Wyspa pełna kłów pazurów i magii!
Nie jesteś zalogowany na forum.
- Zostanę z tobą - odparłem po prostu, pozwalając jej dotykać swojej twarz. - Wszystko okej? - upewniłem się, jednak bez nadmierne troski. Raczej... było to pytanie rzeczowe, na widok jej rozkojarzenia. Może po prostu to była cała ta miłość? Albo jeszcze była osłabiona przez utratę krwi...?
Offline
Zmarszczyłam lekko brwi i pokręciłam przecząco głową, opuszczając dłoń.
- No jasne, że tak. Czemu miałby nie być "okej" u mnie? Wyspałam się, a zaraz zjem pyszne śniadanie w naprawdę dobrym towarzystwie - zauważyłam śmielej niż miałam w zwyczaju. - Za to... - Przygryzłam wargę. - Bardziej ciebie mogę spytać, czy wszystko w porządku...?
Offline
- U mnie jak najbardziej... Wczoraj miałem jakąś... anomalię zachowania - machnąłem ręką, odganiając od nas temat. - Nic, po prostu zastanawiałem się, czy nie odzywasz już zmęczenia, po ugryzieniu. Ale jeśli wszystko okej... No no to wstawaj, śniadanko tylko na ciebie czeka - uśmiechnąłem się łagodniej.
Offline
Poniosłam się z kanapy, ciągnąć za nadgarstek Zaffa.
- No to skoro ja, to ty też! - odnajmklam rozbawiona, rzucając mu szeroki uśmiechem na zachętę. Choć zapewnenie musiałam go długo zachęcić. Cieszyło mnie to.

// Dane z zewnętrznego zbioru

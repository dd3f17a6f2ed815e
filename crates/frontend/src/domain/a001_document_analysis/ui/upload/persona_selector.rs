use contracts::enums::Persona;
use leptos::prelude::*;

use crate::shared::icons::icon;

/// Buttons for the reader profile the analysis is tailored to
#[component]
pub fn PersonaSelector(selected: Signal<Persona>, on_change: Callback<Persona>) -> impl IntoView {
    view! {
        <div class="persona-selector">
            <label class="persona-selector__label">"Analyze as a..."</label>
            <div class="persona-selector__grid">
                {Persona::all()
                    .into_iter()
                    .map(|persona| {
                        view! {
                            <button
                                type="button"
                                class="persona-selector__option"
                                class:persona-selector__option--active=move || selected.get() == persona
                                on:click=move |_| on_change.run(persona)
                            >
                                {icon(persona.icon_name())}
                                <span>{persona.display_name()}</span>
                            </button>
                        }
                    })
                    .collect_view()}
            </div>
        </div>
    }
}
pub mod a001_document_analysis;
pub mod a002_analysis_history;
pub mod a003_document_chat;
//! Minimal inline markup used by the analysis service.
//!
//! RAG warnings mark emphasis with `**bold**`. The text is split into
//! segments and rendered as `<strong>` nodes, never injected as HTML.

#[derive(Debug, Clone, PartialEq, Eq)]
pub struct Segment {
    pub text: String,
    pub bold: bool,
}

impl Segment {
    fn plain(text: &str) -> Self {
        Self {
            text: text.to_string(),
            bold: false,
        }
    }

    fn bold(text: &str) -> Self {
        Self {
            text: text.to_string(),
            bold: true,
        }
    }
}

/// Splits on non-greedy `**...**` pairs; an unmatched `**` stays literal
pub fn parse_bold_segments(input: &str) -> Vec<Segment> {
    let mut segments = Vec::new();
    let mut rest = input;

    while let Some(open) = rest.find("**") {
        let after_open = &rest[open + 2..];
        let Some(close) = after_open.find("**") else {
            break;
        };
        if open > 0 {
            segments.push(Segment::plain(&rest[..open]));
        }
        segments.push(Segment::bold(&after_open[..close]));
        rest = &after_open[close + 2..];
    }

    if !rest.is_empty() {
        segments.push(Segment::plain(rest));
    }
    segments
}
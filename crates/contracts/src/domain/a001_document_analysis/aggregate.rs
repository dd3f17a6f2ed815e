use serde::{Deserialize, Serialize};

/// Risk level the analysis service assigns to a clause
#[derive(Debug, Clone, Copy, PartialEq, Eq, Hash, Serialize, Deserialize)]
pub enum RiskLevel {
    Neutral,
    Attention,
    Critical,
}

impl RiskLevel {
    pub fn as_str(&self) -> &'static str {
        match self {
            RiskLevel::Neutral => "Neutral",
            RiskLevel::Attention => "Attention",
            RiskLevel::Critical => "Critical",
        }
    }

    /// Points deducted from the wellness score per clause
    pub fn penalty(&self) -> u32 {
        match self {
            RiskLevel::Neutral => 0,
            RiskLevel::Attention => 3,
            RiskLevel::Critical => 10,
        }
    }
}

impl std::fmt::Display for RiskLevel {
    fn fmt(&self, f: &mut std::fmt::Formatter<'_>) -> std::fmt::Result {
        f.write_str(self.as_str())
    }
}

/// One segmented clause of the analysed document
#[derive(Debug, Clone, PartialEq, Serialize, Deserialize)]
pub struct Clause {
    pub clause_text: String,
    pub risk_level: RiskLevel,
    pub explanation: String,
    #[serde(default, skip_serializing_if = "Option::is_none")]
    pub rag_warning: Option<String>,
}

/// Result of `POST /api/analyze`
#[derive(Debug, Clone, PartialEq, Serialize, Deserialize)]
pub struct AnalysisResult {
    pub summary: String,
    #[serde(default)]
    pub clauses: Vec<Clause>,
    #[serde(default)]
    pub full_text: String,
    #[serde(default)]
    pub file_name: String,
}

impl AnalysisResult {
    pub fn count_by_risk(&self, level: RiskLevel) -> usize {
        self.clauses
            .iter()
            .filter(|c| c.risk_level == level)
            .count()
    }

    pub fn critical_count(&self) -> usize {
        self.count_by_risk(RiskLevel::Critical)
    }

    pub fn attention_count(&self) -> usize {
        self.count_by_risk(RiskLevel::Attention)
    }

    /// "Legal wellness" score in `0..=100`
    pub fn wellness_score(&self) -> u32 {
        let penalty: u32 = self.clauses.iter().map(|c| c.risk_level.penalty()).sum();
        100u32.saturating_sub(penalty)
    }

    pub fn has_chat_context(&self) -> bool {
        !self.full_text.trim().is_empty()
    }
}

#[derive(Debug, Clone, Copy, PartialEq, Eq)]
pub enum ScoreBand {
    Healthy,
    Caution,
    Risky,
}

impl ScoreBand {
    pub fn from_score(score: u32) -> Self {
        if score < 50 {
            ScoreBand::Risky
        } else if score < 80 {
            ScoreBand::Caution
        } else {
            ScoreBand::Healthy
        }
    }

    pub fn css_modifier(&self) -> &'static str {
        match self {
            ScoreBand::Healthy => "score--healthy",
            ScoreBand::Caution => "score--caution",
            ScoreBand::Risky => "score--risky",
        }
    }
}

#[cfg(test)]
mod tests {
    use super::*;

    fn clause(level: RiskLevel) -> Clause {
        Clause {
            clause_text: "The tenant shall pay rent monthly.".into(),
            risk_level: level,
            explanation: "You pay every month.".into(),
            rag_warning: None,
        }
    }

    fn analysis(levels: &[RiskLevel]) -> AnalysisResult {
        AnalysisResult {
            summary: "Rental agreement".into(),
            clauses: levels.iter().copied().map(clause).collect(),
            full_text: "full text".into(),
            file_name: "lease.pdf".into(),
        }
    }

    #[test]
    fn test_wellness_score_penalties() {
        let a = analysis(&[
            RiskLevel::Critical,
            RiskLevel::Attention,
            RiskLevel::Attention,
            RiskLevel::Neutral,
        ]);
        assert_eq!(a.critical_count(), 1);
        assert_eq!(a.attention_count(), 2);
        assert_eq!(a.wellness_score(), 84);
    }

    #[test]
    fn test_wellness_score_floors_at_zero() {
        let a = analysis(&[RiskLevel::Critical; 12]);
        assert_eq!(a.wellness_score(), 0);
    }

    #[test]
    fn test_score_bands() {
        assert_eq!(ScoreBand::from_score(100), ScoreBand::Healthy);
        assert_eq!(ScoreBand::from_score(80), ScoreBand::Healthy);
        assert_eq!(ScoreBand::from_score(79), ScoreBand::Caution);
        assert_eq!(ScoreBand::from_score(50), ScoreBand::Caution);
        assert_eq!(ScoreBand::from_score(49), ScoreBand::Risky);
    }

    #[test]
    fn test_deserialize_service_payload() {
        let json = r#"{
            "summary": "A lease.",
            "clauses": [
                {"clause_text": "Late fee of 10%.", "risk_level": "Critical",
                 "explanation": "Steep fee.", "rag_warning": "**Warning:** above the legal cap"},
                {"clause_text": "Quiet enjoyment.", "risk_level": "Neutral", "explanation": "Standard."}
            ],
            "full_text": "Late fee of 10%. Quiet enjoyment."
        }"#;
        let a: AnalysisResult = serde_json::from_str(json).unwrap();
        assert_eq!(a.clauses.len(), 2);
        assert_eq!(a.clauses[0].risk_level, RiskLevel::Critical);
        assert!(a.clauses[0].rag_warning.is_some());
        assert_eq!(a.clauses[1].rag_warning, None);
        assert_eq!(a.file_name, "");
        assert!(a.has_chat_context());
    }

    #[test]
    fn test_absent_rag_warning_is_not_serialized() {
        let json = serde_json::to_string(&clause(RiskLevel::Neutral)).unwrap();
        assert!(!json.contains("rag_warning"));
    }
}
use serde::{Deserialize, Serialize};

/// Reader profile the analysis service tailors its explanations to
#[derive(Debug, Clone, Copy, PartialEq, Eq, Hash, Default, Serialize, Deserialize)]
pub enum Persona {
    #[default]
    #[serde(rename = "General User")]
    GeneralUser,
    Student,
    #[serde(rename = "Small Business")]
    SmallBusiness,
    #[serde(rename = "Senior Citizen")]
    SeniorCitizen,
}

impl Persona {
    /// Value sent in the `persona` form field
    pub fn display_name(&self) -> &'static str {
        match self {
            Persona::GeneralUser => "General User",
            Persona::Student => "Student",
            Persona::SmallBusiness => "Small Business",
            Persona::SeniorCitizen => "Senior Citizen",
        }
    }

    /// Icon key understood by the frontend icon set
    pub fn icon_name(&self) -> &'static str {
        match self {
            Persona::GeneralUser => "user",
            Persona::Student => "academic-cap",
            Persona::SmallBusiness => "building-office",
            Persona::SeniorCitizen => "user-group",
        }
    }

    pub fn all() -> [Persona; 4] {
        [
            Persona::GeneralUser,
            Persona::Student,
            Persona::SmallBusiness,
            Persona::SeniorCitizen,
        ]
    }

    pub fn from_display_name(name: &str) -> Option<Self> {
        Self::all().into_iter().find(|p| p.display_name() == name)
    }
}

impl std::fmt::Display for Persona {
    fn fmt(&self, f: &mut std::fmt::Formatter<'_>) -> std::fmt::Result {
        f.write_str(self.display_name())
    }
}

#[cfg(test)]
mod tests {
    use super::*;

    #[test]
    fn test_default_is_general_user() {
        assert_eq!(Persona::default(), Persona::GeneralUser);
        assert_eq!(Persona::default().to_string(), "General User");
    }

    #[test]
    fn test_serde_uses_display_names() {
        let json = serde_json::to_string(&Persona::SmallBusiness).unwrap();
        assert_eq!(json, "\"Small Business\"");
        let parsed: Persona = serde_json::from_str("\"Senior Citizen\"").unwrap();
        assert_eq!(parsed, Persona::SeniorCitizen);
    }

    #[test]
    fn test_from_display_name() {
        assert_eq!(Persona::from_display_name("Student"), Some(Persona::Student));
        assert_eq!(Persona::from_display_name("Lawyer"), None);
    }
}
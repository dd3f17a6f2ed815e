//! Saved analyses sidebar
//!
//! - model.rs: fetch and save calls against the history endpoint
//! - view.rs: HistoryPanel

pub mod model;
mod view;

pub use view::HistoryPanel;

Zjedliśmy razem śniadanie,a Zaff chyba ze sto razy przypomniał mi jeszcze żebym na koniec śniadania połknęła wszystkie witaminy jakie mi przyniósł. Ale nie czułam się już słabo... Chyba, przynajmniej tak mi się wydawało, że wszystko było już w porządku. To też powtórzyłam wampirowi.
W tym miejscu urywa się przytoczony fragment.